In their memoirs, Luftwaffe aviators have acknowledged the tactical implications of Bandenbekämpfung for the Luftwaffe’s ground forces. In particular, the change from the defence of installations to aggressive local search and destroy actions. Hans-Ulrich Rudel recalled his airfield being exposed to Red Army probes and no longer any ‘… battle-worthy ground forces screening our front …’. As ‘Ivan’ probed, the commander of the airfield staff company, ‘gets together a fighting company drawn from our ground personnel and those of the nearest units and holds the airfield.’ Rudel observed:
Our gallant mechanics spend their nights, turn and turn about manning trenches with rifles and hand grenades in their hands, and during the day return to their maintenance duties. … Our Luftwaffe soldiers at the beginning of the war certainly never saw themselves being used in this way.7
The question of the airfields in the ‘bloodlands’ had not entirely gone unnoticed. In July 1952, US Counter-Intelligence officials began an investigation of the Vinnytsia massacre, where Soviet secret police had murdered 9–11,000 Ukrainian civilians. The grave pits were discovered in 1943 and, the Germans used the evidence as a propaganda coup against the Soviet Union. The Nazi Ministry of Eastern Affairs assigned pathologists from nations across occupied Europe. Several former Luftwaffe personnel, present when the site was uncovered, were later interrogated by the Americans. Alfred Holstein (born December 1891), from Rothenburg, remembered visiting the excavations several times and recalled how the Ukrainian mayor (a Nazi collaborator) had called them victims of their religion. He was persuaded to give a detailed testimony, which revealed he was the commander of the Luftwaffe labour battalion working at the nearby airfield. Following a period of heavy rain and rapid drainage, the ground had formed strange shapes.

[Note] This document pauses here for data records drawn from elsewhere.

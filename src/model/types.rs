//! Shared types for the Model
//!
//! These types are used across multiple sub-models and represent
//! fundamental concepts of the console: where the user is and what
//! the last operation reported.

use crate::Entity;

/// Banner colour for an operation result
#[derive(Clone, Copy, Debug, PartialEq, Eq)]
pub enum AlertKind {
    Success,
    Danger,
    Warning,
    Info,
}

/// The result banner shown under a screen's form
#[derive(Clone, Debug, PartialEq, Eq)]
pub struct Alert {
    pub kind: AlertKind,
    pub text: String,
}

impl Alert {
    pub fn success(text: impl Into<String>) -> Self {
        Self {
            kind: AlertKind::Success,
            text: text.into(),
        }
    }

    pub fn danger(text: impl Into<String>) -> Self {
        Self {
            kind: AlertKind::Danger,
            text: text.into(),
        }
    }

    pub fn warning(text: impl Into<String>) -> Self {
        Self {
            kind: AlertKind::Warning,
            text: text.into(),
        }
    }

    pub fn info(text: impl Into<String>) -> Self {
        Self {
            kind: AlertKind::Info,
            text: text.into(),
        }
    }

    pub fn is_success(&self) -> bool {
        self.kind == AlertKind::Success
    }
}

/// A screen reachable from the dashboard
#[derive(Clone, Copy, Debug, PartialEq, Eq, Hash)]
pub enum Route {
    Dashboard,
    DataBrowser,
    Add(Entity),
    Delete(Entity),
    Modify(Entity),
}

impl Route {
    /// Dashboard menu order
    pub const ALL: [Route; 11] = [
        Route::Dashboard,
        Route::DataBrowser,
        Route::Add(Entity::Test),
        Route::Add(Entity::Course),
        Route::Add(Entity::Banner),
        Route::Delete(Entity::Test),
        Route::Delete(Entity::Course),
        Route::Delete(Entity::Banner),
        Route::Modify(Entity::Test),
        Route::Modify(Entity::Course),
        Route::Modify(Entity::Banner),
    ];

    pub fn title(&self) -> String {
        match self {
            Route::Dashboard => "Dashboard".to_string(),
            Route::DataBrowser => "Data Browser".to_string(),
            Route::Add(entity) => format!("Add {}", entity.as_str()),
            Route::Delete(entity) => format!("Delete {}", entity.as_str()),
            Route::Modify(entity) => format!("Modify {}", entity.as_str()),
        }
    }

    /// Screens listed on the dashboard menu (everything but the dashboard itself)
    pub fn menu() -> &'static [Route] {
        &Route::ALL[1..]
    }
}

#[cfg(test)]
mod tests {
    use super::*;

    #[test]
    fn test_route_titles_follow_menu_order() {
        let titles: Vec<String> = Route::ALL.iter().map(Route::title).collect();
        assert_eq!(
            titles,
            vec![
                "Dashboard",
                "Data Browser",
                "Add Test",
                "Add Course",
                "Add Banner",
                "Delete Test",
                "Delete Course",
                "Delete Banner",
                "Modify Test",
                "Modify Course",
                "Modify Banner",
            ]
        );
    }

    #[test]
    fn test_menu_skips_dashboard() {
        assert_eq!(Route::menu().len(), 10);
        assert_eq!(Route::menu()[0], Route::DataBrowser);
    }
}
//! External Services
//!
//! This module contains services that interact with external systems:
//! - api: Background worker that runs backend calls off the UI thread

pub mod api;

// Re-export commonly used types for convenience
pub use api::{spawn_api_service, ApiRequest, ApiResponse, SessionRequest, SessionResponse};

In May 1943 they began digging and discovered the massacre site. Georg Müller (born 1894), had served with the Luftwaffe, was transferred to the airbase in Vinnytsia and testified:
At one time, I was going from Winia (sic) to the airport when I saw many people coming down the street accompanied by SS Guards. The people were Jews (men, old women and children). They were taken to the prison. A few days later, they were taken by truck to the place of execution (approximately one kilometre from the airport). They had to undress and walk into the pits which were already dug. There they were shot. There also partisans were disposed of in the same manner.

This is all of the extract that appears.